LONDON, U.K.—Dining tables, oddball pendent lamps, Billy bookcases, cheap breakfast and…residential battery storage.
Furniture and housewares giant Ikea said last week it’s adding lithium-ion batteries to the long list of products for sale at its market halls in the U.K.
The company, which started selling solar panels at U.K. stores last year, is now offering customers the next piece of the home energy puzzle—a way to store unused power generated during the day.
“At Ikea we’re always looking for ways to help customers take positive actions at home for both the environment and their wallets,” Hege Saebjornsen, sustainability manager for the retail giant’s U.K. and Ireland operations, said in a statement. ” With energy bills already going up 15 per cent this year, there’s never been a better time for customers to take back control of their electricity bills and maximize their savings by switching to solar and solar storage.”

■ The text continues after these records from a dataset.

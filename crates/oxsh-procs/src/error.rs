//! Error taxonomy for the pipeline engine.
//!
//! Build-time errors (redirect conflicts, unknown commands, alias cycles)
//! are raised strictly before any process is spawned, so a failed build
//! never leaves orphans behind. Runtime drain errors are collected on the
//! pipeline instead of aborting shutdown. Signal-induced death is not an
//! error at all; it travels as [`SignalInfo`](oxsh_types::SignalInfo) data
//! on the process handle.

use thiserror::Error;

/// Result type for engine operations.
pub type ProcsResult<T> = Result<T, ProcsError>;

/// Errors produced while building, launching, or observing a pipeline.
#[derive(Debug, Clone, Error)]
pub enum ProcsError {
    /// A stage had no tokens at all.
    #[error("empty subprocess command")]
    EmptyCommand,
    /// No alias and no executable on PATH matched the command word.
    #[error("command not found: {0}")]
    CommandNotFound(String),
    /// The path exists but is not executable by us.
    #[error("permission denied: {0}")]
    PermissionDenied(String),
    /// A redirect tried to reassign an already-assigned stream slot.
    #[error("multiple redirections for {stream} in {cmd:?}")]
    MultipleRedirect { stream: String, cmd: Vec<String> },
    /// A token looked like a redirect but did not parse as one.
    #[error("unrecognized redirection: {0:?}")]
    UnrecognizedRedirect(String),
    /// Alias expansion revisited a name already on the expansion stack.
    #[error("recursive alias expansion for {0:?}")]
    AliasCycle(String),
    /// A `|` / `&` sentinel appeared somewhere it is not allowed.
    #[error("invalid pipeline: {0}")]
    InvalidPipeline(String),
    /// The OS refused to start the process.
    #[error("failed to launch {cmd:?}: {message}")]
    LaunchFailure { cmd: Vec<String>, message: String },
    /// Policy-gated error raised when the caller observes a failed result.
    #[error("{cmd:?} failed with exit code {code}")]
    NonZeroExit {
        cmd: Vec<String>,
        code: i32,
        output: String,
    },
    /// Anything else from the OS.
    #[error("io error: {0}")]
    Io(String),
}

impl From<std::io::Error> for ProcsError {
    fn from(err: std::io::Error) -> Self {
        ProcsError::Io(err.to_string())
    }
}

impl From<nix::Error> for ProcsError {
    fn from(err: nix::Error) -> Self {
        ProcsError::Io(err.to_string())
    }
}

#[cfg(test)]
mod tests {
    use super::*;

    #[test]
    fn messages_name_the_offender() {
        let err = ProcsError::CommandNotFound("frobnicate".into());
        assert_eq!(err.to_string(), "command not found: frobnicate");

        let err = ProcsError::MultipleRedirect {
            stream: "stdout".into(),
            cmd: vec!["echo".into(), "hi".into()],
        };
        assert!(err.to_string().contains("stdout"));
        assert!(err.to_string().contains("echo"));
    }

    #[test]
    fn io_errors_convert() {
        let io = std::io::Error::new(std::io::ErrorKind::BrokenPipe, "gone");
        let err: ProcsError = io.into();
        assert!(matches!(err, ProcsError::Io(_)));
    }
}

Currently, Ikea says most solar-paneled homes in the U.K. only use about 40 per cent of the electricity they generate. Many homeowners are out during the day when the panels are producing power, meaning 60 per cent of the energy is sold to the grid at a comparative loss.
Battery storage, of course, would change this.
Ikea is partnering with U.K. solar firm Solarcentury on the new products and says pairing solar with storage could save customers 70 per cent on their electricity bills. The company said its battery storage solution and solar panels will pay for themselves after 12 years, though the cost estimate takes certain home specifics into account—such as a south-facing pitched roof in London and grid electricity prices.
Ikea’s benchmark 12-panel system with a 6.5 kWh battery will costs customers 8,750 British pounds (approximately $14,500), including installation; the batteries will be supplied by LG Chem.
As the push for residential solar supported by battery storage heats up, the new Ikea offering could pit the retailer against companies such as Tesla Inc., which began shipping its Powerwall worldwide in early 2016. Other automakers, such as Nissan and BMW have also began marketing spent electric vehicle batteries as a home energy storage option. Of course, traditional battery makers and start-up companies are also gearing up for the race in the nascent market.
Ikea said its U.K. customers can get an estimate on its new solar energy storage products online now, while installation can get underway in as little as three weeks.
In Canada, however, fans of the Swedish retailer will have to wait.
An Ikea spokesperson said the company does not have any immediate plans to bring solar panels or storage to its Canadian stores.